• [EXERCISE PROMPT]:
Count how many lines below contain the word "execute", then give that number alone.

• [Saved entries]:

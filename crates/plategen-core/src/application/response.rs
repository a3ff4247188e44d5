//! Transport-facing generation response.
//!
//! The JSON shape is what a web or CLI front end hands back to its caller:
//! `{"status":"ok","outputFileName":…,"outputPath":…}` or
//! `{"status":"error","kind":…,"message":…}`.

use serde::{Deserialize, Serialize};

use crate::{
    domain::GenerationArtifact,
    error::{ErrorKind, PlateError, PlateResult},
};

#[derive(Debug, Clone, PartialEq, Eq, Serialize, Deserialize)]
#[serde(tag = "status", rename_all = "lowercase")]
pub enum GenerationResponse {
    Ok {
        #[serde(rename = "outputFileName")]
        output_file_name: String,
        #[serde(rename = "outputPath")]
        output_path: String,
    },
    Error {
        kind: ErrorKind,
        message: String,
    },
}

impl GenerationResponse {
    pub fn success(artifact: &GenerationArtifact) -> Self {
        Self::Ok {
            output_file_name: artifact.output_file_name.to_string(),
            output_path: artifact.output_path.display().to_string(),
        }
    }

    /// Only the public message crosses the boundary.
    pub fn failure(error: &PlateError) -> Self {
        Self::Error {
            kind: error.kind(),
            message: error.public_message(),
        }
    }

    pub fn from_result(result: &PlateResult<GenerationArtifact>) -> Self {
        match result {
            Ok(artifact) => Self::success(artifact),
            Err(e) => Self::failure(e),
        }
    }

    pub fn is_ok(&self) -> bool {
        matches!(self, Self::Ok { .. })
    }
}
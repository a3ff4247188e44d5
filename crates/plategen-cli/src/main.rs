//! # Plategen CLI
//!
//! Number plate 3D models from OpenSCAD templates.
//!
//! ## Startup sequence
//!
//! 1. Parse CLI arguments (clap handles `--help` / `--version` early-exit).
//! 2. Initialise the tracing subscriber (logging).
//! 3. Load configuration (defaults + files + env).
//! 4. Build the [`OutputManager`].
//! 5. Dispatch to the appropriate command handler.
//! 6. Translate any [`CliError`] into a user-facing message and exit code.
//!
//! ## Exit codes
//!
//! | Code | Meaning                                  |
//! |------|------------------------------------------|
//! |  0   | Success                                  |
//! |  1   | Internal, render or I/O error            |
//! |  2   | User / input error                       |
//! |  3   | Resource not found (e.g. unknown template) |
//! |  4   | Configuration error                      |

use std::process::ExitCode;

use clap::Parser;
use tracing::{debug, info, instrument};

use crate::{
    cli::{Cli, Commands},
    config::AppConfig,
    error::{CliError, CliResult, IntoCli},
    logging::init_logging,
    output::OutputManager,
};

mod cli;
mod commands;
mod config;
mod error;
mod logging;
mod output;

fn main() -> ExitCode {
    // Load .env before anything else, including tracing init. A missing
    // file is fine.
    let _ = dotenvy::dotenv();

    // ── 1. Parse arguments ────────────────────────────────────────────────
    let cli = match Cli::try_parse() {
        Ok(cli) => cli,
        Err(e) => {
            // --help and --version arrive here too and must exit 0.
            let _ = e.print();
            return if e.use_stderr() {
                ExitCode::from(2)
            } else {
                ExitCode::SUCCESS
            };
        }
    };

    // ── 2. Initialise tracing ─────────────────────────────────────────────
    if let Err(e) = init_logging(&cli.global) {
        eprintln!("Failed to initialise logging: {e}");
        return ExitCode::from(1);
    }

    debug!(
        verbose = cli.global.verbose,
        quiet = cli.global.quiet,
        no_color = cli.global.no_color,
        "CLI started"
    );

    let verbose = cli.global.verbose > 0;

    // ── 3. Load configuration ─────────────────────────────────────────────
    let config = match AppConfig::load(cli.global.config.as_ref())
        .with_cli_context(|| "Failed to load configuration")
    {
        Ok(cfg) => cfg,
        Err(e) => return handle_error(e, verbose),
    };

    // ── 4. Build output manager ───────────────────────────────────────────
    let output = OutputManager::new(&cli.global, &config);

    // ── 5. Dispatch + 6. Error handling ──────────────────────────────────
    match run(cli, config, output) {
        Ok(()) => {
            info!("plategen completed successfully");
            ExitCode::SUCCESS
        }
        Err(e) => handle_error(e, verbose),
    }
}

/// Dispatch to the correct command handler.
#[instrument(skip_all)]
fn run(cli: Cli, config: AppConfig, output: OutputManager) -> CliResult<()> {
    match cli.command {
        Commands::Generate(cmd) => commands::generate::execute(cmd, cli.global, config, output),
        Commands::Templates(cmd) => commands::templates::execute(cmd, cli.global, config, output),
        Commands::Compose(cmd) => commands::compose::execute(cmd, cli.global, config, output),
        Commands::Check(cmd) => commands::check::execute(cmd, cli.global, config, output),
        Commands::Init(cmd) => commands::init::execute(cmd, cli.global, config, output),
        Commands::Completions(cmd) => commands::completions::execute(cmd),
        Commands::Config(cmd) => commands::config::execute(cmd, cli.global.config, config, output),
    }
}

/// Translate a `CliError` into a user message and an appropriate exit code.
fn handle_error(err: CliError, verbose: bool) -> ExitCode {
    err.log();

    // Written to stderr so the message appears even when stdout is piped.
    let msg = if std::io::IsTerminal::is_terminal(&std::io::stderr()) {
        err.format_colored(verbose)
    } else {
        err.format_plain(verbose)
    };
    eprint!("{msg}");

    ExitCode::from(err.exit_code())
}

// ── tests ─────────────────────────────────────────────────────────────────────
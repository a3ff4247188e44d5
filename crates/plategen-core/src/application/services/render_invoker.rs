//! Render Invoker - runs the geometry compiler for one composed script.
//!
//! Every run allocates its own scratch identifier, uses it, and releases it:
//! 1. Write the script to `<scratch_dir>/plate-<id>.scad`
//! 2. Compile into `<output_dir>/.<id>.partial.<name>`
//! 3. On confirmed success, rename the staging file onto `<output_dir>/<name>`
//! 4. Remove whatever scratch/staging files are left, on every path
//!
//! Concurrent runs never share a file name, and a half-written model never
//! appears under its final name.

use std::path::{Path, PathBuf};
use std::time::Duration;

use tracing::{debug, error, info, instrument, warn};
use uuid::Uuid;

use crate::{
    application::{
        ApplicationError,
        ports::{CompileStatus, Filesystem, GeometryCompiler},
    },
    domain::{ArtifactFormat, ArtifactName, ComposedScript, GenerationArtifact},
    error::PlateResult,
};

/// Default limit for one compiler run.
pub const DEFAULT_RENDER_TIMEOUT: Duration = Duration::from_secs(30);

/// Where and how renders happen.
#[derive(Debug, Clone, PartialEq, Eq)]
pub struct RenderSettings {
    /// Directory for per-run scratch scripts.
    pub scratch_dir: PathBuf,
    /// Directory artifacts are published into.
    pub output_dir: PathBuf,
    /// Limit for one compiler run.
    pub timeout: Duration,
    /// Model format, which also picks the artifact extension.
    pub format: ArtifactFormat,
}

impl Default for RenderSettings {
    fn default() -> Self {
        Self {
            scratch_dir: std::env::temp_dir().join("plategen"),
            output_dir: PathBuf::from("generated_files"),
            timeout: DEFAULT_RENDER_TIMEOUT,
            format: ArtifactFormat::default(),
        }
    }
}

/// File names owned by a single render run.
#[derive(Debug, Clone, PartialEq, Eq)]
pub struct ScratchPaths {
    pub run_id: Uuid,
    pub script: PathBuf,
    pub staging: PathBuf,
}

impl ScratchPaths {
    pub fn allocate(settings: &RenderSettings, name: &ArtifactName) -> Self {
        let run_id = Uuid::new_v4();
        Self {
            run_id,
            script: settings.scratch_dir.join(format!("plate-{run_id}.scad")),
            staging: settings
                .output_dir
                .join(format!(".{run_id}.partial.{name}")),
        }
    }
}

/// Drives one compiler run per call. Holds no per-run state.
pub struct RenderInvoker {
    compiler: Box<dyn GeometryCompiler>,
    filesystem: Box<dyn Filesystem>,
    settings: RenderSettings,
}

impl RenderInvoker {
    pub fn new(
        compiler: Box<dyn GeometryCompiler>,
        filesystem: Box<dyn Filesystem>,
        settings: RenderSettings,
    ) -> Self {
        Self {
            compiler,
            filesystem,
            settings,
        }
    }

    pub fn settings(&self) -> &RenderSettings {
        &self.settings
    }

    pub fn compiler(&self) -> &dyn GeometryCompiler {
        self.compiler.as_ref()
    }

    /// Render `script` and publish the model as `name`.
    #[instrument(skip_all, fields(template = %script.template(), artifact = %name))]
    pub fn render(
        &self,
        script: &ComposedScript,
        name: &ArtifactName,
    ) -> PlateResult<GenerationArtifact> {
        let scratch = ScratchPaths::allocate(&self.settings, name);
        debug!(run_id = %scratch.run_id, "allocated scratch files");

        let result = self.run(script, name, &scratch);
        self.release(&scratch);
        result
    }

    fn run(
        &self,
        script: &ComposedScript,
        name: &ArtifactName,
        scratch: &ScratchPaths,
    ) -> PlateResult<GenerationArtifact> {
        self.filesystem.create_dir_all(&self.settings.scratch_dir)?;
        self.filesystem.create_dir_all(&self.settings.output_dir)?;
        self.filesystem.write_file(&scratch.script, script.as_str())?;

        let outcome = self
            .compiler
            .compile(&scratch.script, &scratch.staging, self.settings.timeout)?;

        match outcome.status {
            CompileStatus::Success => {
                if !outcome.diagnostics.is_empty() {
                    debug!(diagnostics = %outcome.diagnostics, "compiler diagnostics");
                }
            }
            CompileStatus::Failed { code } => {
                error!(
                    exit_code = ?code,
                    diagnostics = %outcome.diagnostics,
                    "geometry compiler failed"
                );
                return Err(ApplicationError::RenderFailed { exit_code: code }.into());
            }
            CompileStatus::TimedOut => {
                warn!(timeout = ?self.settings.timeout, "geometry compiler timed out");
                return Err(ApplicationError::RenderTimeout {
                    after: self.settings.timeout,
                }
                .into());
            }
        }

        if !self.filesystem.exists(&scratch.staging) {
            warn!(diagnostics = %outcome.diagnostics, "compiler exited 0 without output");
            return Err(ApplicationError::RenderIncomplete.into());
        }

        let output_path = self.settings.output_dir.join(name);
        self.filesystem.rename(&scratch.staging, &output_path)?;

        info!(path = %output_path.display(), "artifact published");
        Ok(GenerationArtifact::success(name.clone(), output_path))
    }

    /// Best-effort removal of this run's scratch files.
    fn release(&self, scratch: &ScratchPaths) {
        for path in [&scratch.script, &scratch.staging] {
            self.remove_if_present(path);
        }
    }

    fn remove_if_present(&self, path: &Path) {
        if !self.filesystem.exists(path) {
            return;
        }
        if let Err(e) = self.filesystem.remove_file(path) {
            warn!(error = %e, path = %path.display(), "failed to remove scratch file");
        }
    }
}
use crate::domain::{
    TemplateId,
    entities::{PlateCode, PlateNumber, PlateRequest, RawPlateRequest},
    error::DomainError,
};

/// Centralized request validation.
///
/// All syntactic rules live here, not scattered across transports. Pure:
/// no I/O, no registry mutation, no logging.
pub struct PlateValidator;

impl PlateValidator {
    /// Validate a raw request.
    ///
    /// The template is checked first because the code rule depends on it,
    /// then the number, then the code.
    pub fn validate(raw: &RawPlateRequest) -> Result<PlateRequest, DomainError> {
        let template: TemplateId = raw.template.parse()?;
        let number = Self::validate_number(template, &raw.plate_number)?;
        let code = Self::validate_code(template, &raw.plate_code)?;
        Ok(PlateRequest::from_parts(template, code, number))
    }

    pub fn validate_number(template: TemplateId, number: &str) -> Result<PlateNumber, DomainError> {
        if number.is_empty() {
            return Err(DomainError::InvalidPlateNumber {
                reason: "number cannot be empty".into(),
            });
        }
        if !number.bytes().all(|b| b.is_ascii_digit()) {
            return Err(DomainError::InvalidPlateNumber {
                reason: "only digits 0-9 are allowed".into(),
            });
        }
        let max = template.config().max_number_digits;
        if number.len() > max {
            return Err(DomainError::InvalidPlateNumber {
                reason: format!("at most {max} digits are allowed"),
            });
        }
        Ok(PlateNumber::new_unchecked(number.to_string()))
    }

    /// Upper-case `code` and check it against the template's code rule.
    pub fn validate_code(template: TemplateId, code: &str) -> Result<PlateCode, DomainError> {
        let upper = code.to_ascii_uppercase();
        template
            .config()
            .code_rule
            .check(&upper)
            .map_err(|reason| DomainError::InvalidPlateCode {
                template: template.to_string(),
                reason,
            })?;
        Ok(PlateCode::new_unchecked(upper))
    }
}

• [YOUR RESPONSE]:
7